On ne sait pas s’il s’agit d’un effet de l’âge (c’est-à-dire si les hommes en viennent moins à soutenir la censure en vieillissant) ou s’il s’agit d’un effet de cohorte (c’est-à-dire si les jeunes générations ont des opinions de censure plus similaires à celles des femmes).

Trouver un équilibre entre le soutien à la liberté académique et le soutien à un environnement inclusif et protecteur est un défi ancien et persistant. Dans un monde idéal, les deux n’entreraient jamais en conflit et nous pourrions sans crainte poursuivre la vérité sans jamais tomber sur des informations qui offensent les autres ou les font se sentir importuns.

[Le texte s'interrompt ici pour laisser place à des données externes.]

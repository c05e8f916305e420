//! Session oracle — the authentication provider's read surface.
//!
//! Sign-in and sign-up flows live with the external provider; this crate
//! only consumes the resulting identity. The oracle is injected (never a
//! process-wide singleton) and identity changes arrive over an explicit
//! subscription that callers drop when they tear down.

use async_trait::async_trait;
use tokio::sync::watch;

use syncpad_core::Identity;

/// Read access to the current authenticated identity.
#[async_trait]
pub trait SessionOracle: Send + Sync {
    /// The identity right now; `None` when signed out.
    async fn current_identity(&self) -> Option<Identity>;

    /// Subscription delivering the identity on every sign-in/out.
    fn subscribe(&self) -> watch::Receiver<Option<Identity>>;
}

/// Fixed-identity oracle for tests and headless tooling.
pub struct StaticSession {
    tx: watch::Sender<Option<Identity>>,
}

impl StaticSession {
    pub fn signed_in(identity: Identity) -> Self {
        let (tx, _) = watch::channel(Some(identity));
        Self { tx }
    }

    pub fn anonymous() -> Self {
        let (tx, _) = watch::channel(None);
        Self { tx }
    }

    /// Simulate a sign-in/out event.
    pub fn set(&self, identity: Option<Identity>) {
        let _ = self.tx.send(identity);
    }
}

#[async_trait]
impl SessionOracle for StaticSession {
    async fn current_identity(&self) -> Option<Identity> {
        self.tx.borrow().clone()
    }

    fn subscribe(&self) -> watch::Receiver<Option<Identity>> {
        self.tx.subscribe()
    }
}

#[cfg(test)]
mod tests {
    use super::*;
    use uuid::Uuid;

    #[tokio::test]
    async fn test_static_session_identity() {
        let me = Identity::new(Uuid::new_v4(), "me@x.com");
        let session = StaticSession::signed_in(me.clone());
        assert_eq!(session.current_identity().await, Some(me));

        let session = StaticSession::anonymous();
        assert_eq!(session.current_identity().await, None);
    }

    #[tokio::test]
    async fn test_subscription_sees_sign_out() {
        let me = Identity::new(Uuid::new_v4(), "me@x.com");
        let session = StaticSession::signed_in(me);
        let mut rx = session.subscribe();

        session.set(None);
        rx.changed().await.unwrap();
        assert!(rx.borrow().is_none());
    }
}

Compte tenu des conflits en cours et des préoccupations concernant la liberté académique, il semble que nous n’habitons pas ce monde idéal, et donc les gens doivent peser ce compromis compliqué et prendre des décisions dans des cas limites. Dans de tels cas, les femmes peuvent être plus susceptibles que les hommes de favoriser des environnements protecteurs et inclusifs, tandis que les hommes peuvent être plus susceptibles que les femmes de favoriser la protection de la liberté académique.